Every line containing "across" should be identified and copied from the data below.

************

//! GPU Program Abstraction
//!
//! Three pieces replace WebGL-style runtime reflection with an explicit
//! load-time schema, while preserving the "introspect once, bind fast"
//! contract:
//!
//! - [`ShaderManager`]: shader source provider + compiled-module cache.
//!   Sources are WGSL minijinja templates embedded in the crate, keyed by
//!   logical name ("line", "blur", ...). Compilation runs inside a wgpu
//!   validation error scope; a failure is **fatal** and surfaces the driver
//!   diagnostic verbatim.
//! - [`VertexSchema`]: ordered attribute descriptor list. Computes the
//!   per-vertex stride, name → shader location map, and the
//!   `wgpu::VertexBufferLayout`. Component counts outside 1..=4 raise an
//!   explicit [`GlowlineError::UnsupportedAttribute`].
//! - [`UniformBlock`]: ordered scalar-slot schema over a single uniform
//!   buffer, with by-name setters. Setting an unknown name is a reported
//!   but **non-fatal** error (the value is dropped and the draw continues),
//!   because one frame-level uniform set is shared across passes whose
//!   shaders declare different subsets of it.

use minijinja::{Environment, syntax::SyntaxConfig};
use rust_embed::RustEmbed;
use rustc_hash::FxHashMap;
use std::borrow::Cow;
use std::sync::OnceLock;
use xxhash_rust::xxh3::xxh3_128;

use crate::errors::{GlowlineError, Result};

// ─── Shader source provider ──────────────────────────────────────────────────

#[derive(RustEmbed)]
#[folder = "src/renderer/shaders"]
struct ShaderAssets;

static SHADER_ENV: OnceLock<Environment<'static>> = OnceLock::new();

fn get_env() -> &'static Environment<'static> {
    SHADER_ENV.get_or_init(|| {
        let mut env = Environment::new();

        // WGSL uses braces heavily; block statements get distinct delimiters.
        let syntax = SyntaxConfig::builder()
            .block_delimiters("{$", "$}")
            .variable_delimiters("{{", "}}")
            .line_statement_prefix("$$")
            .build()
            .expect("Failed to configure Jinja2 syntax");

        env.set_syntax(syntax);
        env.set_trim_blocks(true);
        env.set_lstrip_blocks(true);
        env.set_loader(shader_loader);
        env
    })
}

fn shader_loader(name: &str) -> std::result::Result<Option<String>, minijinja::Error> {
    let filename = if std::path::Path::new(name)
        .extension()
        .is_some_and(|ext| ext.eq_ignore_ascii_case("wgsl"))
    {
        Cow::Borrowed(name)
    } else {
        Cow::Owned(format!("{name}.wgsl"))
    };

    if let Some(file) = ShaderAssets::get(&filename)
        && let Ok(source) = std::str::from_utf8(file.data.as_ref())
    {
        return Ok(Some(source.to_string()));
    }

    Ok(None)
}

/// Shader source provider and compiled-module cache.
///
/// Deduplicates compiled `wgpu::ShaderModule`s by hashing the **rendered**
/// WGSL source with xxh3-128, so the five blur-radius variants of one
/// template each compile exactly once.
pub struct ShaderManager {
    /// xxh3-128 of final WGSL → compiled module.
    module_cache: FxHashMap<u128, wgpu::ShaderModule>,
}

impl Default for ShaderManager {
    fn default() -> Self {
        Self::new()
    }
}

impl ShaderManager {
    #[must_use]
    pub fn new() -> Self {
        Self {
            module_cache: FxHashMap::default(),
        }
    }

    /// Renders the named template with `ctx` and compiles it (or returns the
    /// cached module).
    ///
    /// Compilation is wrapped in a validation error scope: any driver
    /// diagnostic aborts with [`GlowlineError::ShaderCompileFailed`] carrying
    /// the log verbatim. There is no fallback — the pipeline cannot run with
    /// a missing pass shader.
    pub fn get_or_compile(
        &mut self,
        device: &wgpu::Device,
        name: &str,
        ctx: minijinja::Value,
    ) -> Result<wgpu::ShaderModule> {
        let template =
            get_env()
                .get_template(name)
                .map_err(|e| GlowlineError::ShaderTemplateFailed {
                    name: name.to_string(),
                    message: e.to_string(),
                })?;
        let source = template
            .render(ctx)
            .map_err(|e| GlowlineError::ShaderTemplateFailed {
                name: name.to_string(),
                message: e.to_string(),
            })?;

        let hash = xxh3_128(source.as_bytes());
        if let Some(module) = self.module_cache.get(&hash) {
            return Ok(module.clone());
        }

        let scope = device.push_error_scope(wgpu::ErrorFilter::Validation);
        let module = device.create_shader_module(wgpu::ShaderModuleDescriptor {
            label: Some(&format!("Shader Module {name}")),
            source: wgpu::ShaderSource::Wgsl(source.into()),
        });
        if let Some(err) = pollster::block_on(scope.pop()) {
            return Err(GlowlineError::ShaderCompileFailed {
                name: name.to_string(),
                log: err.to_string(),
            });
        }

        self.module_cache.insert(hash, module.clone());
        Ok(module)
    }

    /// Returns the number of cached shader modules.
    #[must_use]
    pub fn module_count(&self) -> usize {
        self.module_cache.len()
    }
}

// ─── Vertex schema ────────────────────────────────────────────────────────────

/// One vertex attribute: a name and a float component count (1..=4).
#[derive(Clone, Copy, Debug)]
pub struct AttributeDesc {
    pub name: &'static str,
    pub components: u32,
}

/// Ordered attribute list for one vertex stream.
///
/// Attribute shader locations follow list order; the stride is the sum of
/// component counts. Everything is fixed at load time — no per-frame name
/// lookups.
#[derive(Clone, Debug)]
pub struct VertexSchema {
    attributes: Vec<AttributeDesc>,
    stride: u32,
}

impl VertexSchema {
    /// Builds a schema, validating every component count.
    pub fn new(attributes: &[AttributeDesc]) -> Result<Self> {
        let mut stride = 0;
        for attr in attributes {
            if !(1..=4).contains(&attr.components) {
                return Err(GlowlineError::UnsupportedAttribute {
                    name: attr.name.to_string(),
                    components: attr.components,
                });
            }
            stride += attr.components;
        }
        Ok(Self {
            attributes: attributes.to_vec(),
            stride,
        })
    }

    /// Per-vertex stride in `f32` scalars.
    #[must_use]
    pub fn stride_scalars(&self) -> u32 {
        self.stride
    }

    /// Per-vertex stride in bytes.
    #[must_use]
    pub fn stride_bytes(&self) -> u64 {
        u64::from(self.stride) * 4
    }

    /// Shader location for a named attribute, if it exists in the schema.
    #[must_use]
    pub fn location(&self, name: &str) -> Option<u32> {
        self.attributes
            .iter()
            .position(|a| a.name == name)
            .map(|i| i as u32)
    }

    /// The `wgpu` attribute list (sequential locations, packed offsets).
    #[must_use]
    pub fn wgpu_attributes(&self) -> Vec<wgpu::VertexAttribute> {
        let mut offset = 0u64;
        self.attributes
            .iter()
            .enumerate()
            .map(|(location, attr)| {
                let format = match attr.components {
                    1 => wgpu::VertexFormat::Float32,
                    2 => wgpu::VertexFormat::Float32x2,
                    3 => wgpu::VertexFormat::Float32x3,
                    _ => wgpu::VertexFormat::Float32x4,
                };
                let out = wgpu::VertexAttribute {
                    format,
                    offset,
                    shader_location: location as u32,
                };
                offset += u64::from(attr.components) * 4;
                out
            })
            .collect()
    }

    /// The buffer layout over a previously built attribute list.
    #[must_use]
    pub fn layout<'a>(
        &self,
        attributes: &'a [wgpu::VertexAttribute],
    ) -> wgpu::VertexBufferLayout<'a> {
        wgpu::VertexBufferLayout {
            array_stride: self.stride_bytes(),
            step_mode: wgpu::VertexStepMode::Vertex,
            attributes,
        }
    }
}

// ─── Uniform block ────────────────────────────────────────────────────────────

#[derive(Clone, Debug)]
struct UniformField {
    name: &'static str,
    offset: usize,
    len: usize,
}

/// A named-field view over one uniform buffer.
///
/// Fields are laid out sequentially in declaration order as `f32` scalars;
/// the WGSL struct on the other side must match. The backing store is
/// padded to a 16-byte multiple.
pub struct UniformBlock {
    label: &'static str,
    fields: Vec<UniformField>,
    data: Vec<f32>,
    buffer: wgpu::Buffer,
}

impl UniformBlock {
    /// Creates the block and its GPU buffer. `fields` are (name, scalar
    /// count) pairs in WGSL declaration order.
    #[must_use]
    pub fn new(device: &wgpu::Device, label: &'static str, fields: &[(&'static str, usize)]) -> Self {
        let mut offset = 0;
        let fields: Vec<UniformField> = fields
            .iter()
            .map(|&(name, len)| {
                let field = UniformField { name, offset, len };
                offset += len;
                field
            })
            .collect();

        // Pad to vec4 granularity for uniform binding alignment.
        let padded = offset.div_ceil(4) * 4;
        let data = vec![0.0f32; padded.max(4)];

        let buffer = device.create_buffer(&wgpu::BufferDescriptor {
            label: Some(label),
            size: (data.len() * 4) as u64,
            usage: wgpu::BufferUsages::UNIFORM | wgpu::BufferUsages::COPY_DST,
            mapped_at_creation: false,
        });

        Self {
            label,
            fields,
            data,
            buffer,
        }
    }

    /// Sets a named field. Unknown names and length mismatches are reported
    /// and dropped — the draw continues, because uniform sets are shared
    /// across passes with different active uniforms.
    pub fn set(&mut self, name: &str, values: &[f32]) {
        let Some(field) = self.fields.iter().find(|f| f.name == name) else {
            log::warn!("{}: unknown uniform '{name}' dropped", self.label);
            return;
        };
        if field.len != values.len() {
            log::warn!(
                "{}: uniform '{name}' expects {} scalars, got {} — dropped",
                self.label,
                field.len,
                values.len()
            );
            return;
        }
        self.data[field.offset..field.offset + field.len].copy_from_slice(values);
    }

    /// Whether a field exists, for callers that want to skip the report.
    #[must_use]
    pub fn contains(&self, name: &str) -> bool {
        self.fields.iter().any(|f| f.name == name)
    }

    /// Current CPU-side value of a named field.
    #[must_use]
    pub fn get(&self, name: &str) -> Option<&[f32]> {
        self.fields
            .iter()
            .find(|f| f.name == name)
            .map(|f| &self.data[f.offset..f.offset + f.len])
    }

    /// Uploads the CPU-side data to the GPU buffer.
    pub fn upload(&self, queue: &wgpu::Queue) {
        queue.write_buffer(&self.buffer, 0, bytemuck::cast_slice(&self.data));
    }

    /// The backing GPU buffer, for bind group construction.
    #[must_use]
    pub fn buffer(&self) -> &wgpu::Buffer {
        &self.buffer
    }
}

************

» YOUR SOLUTION:
//!   because one frame-level uniform set is shared across passes whose
    /// across passes with different active uniforms.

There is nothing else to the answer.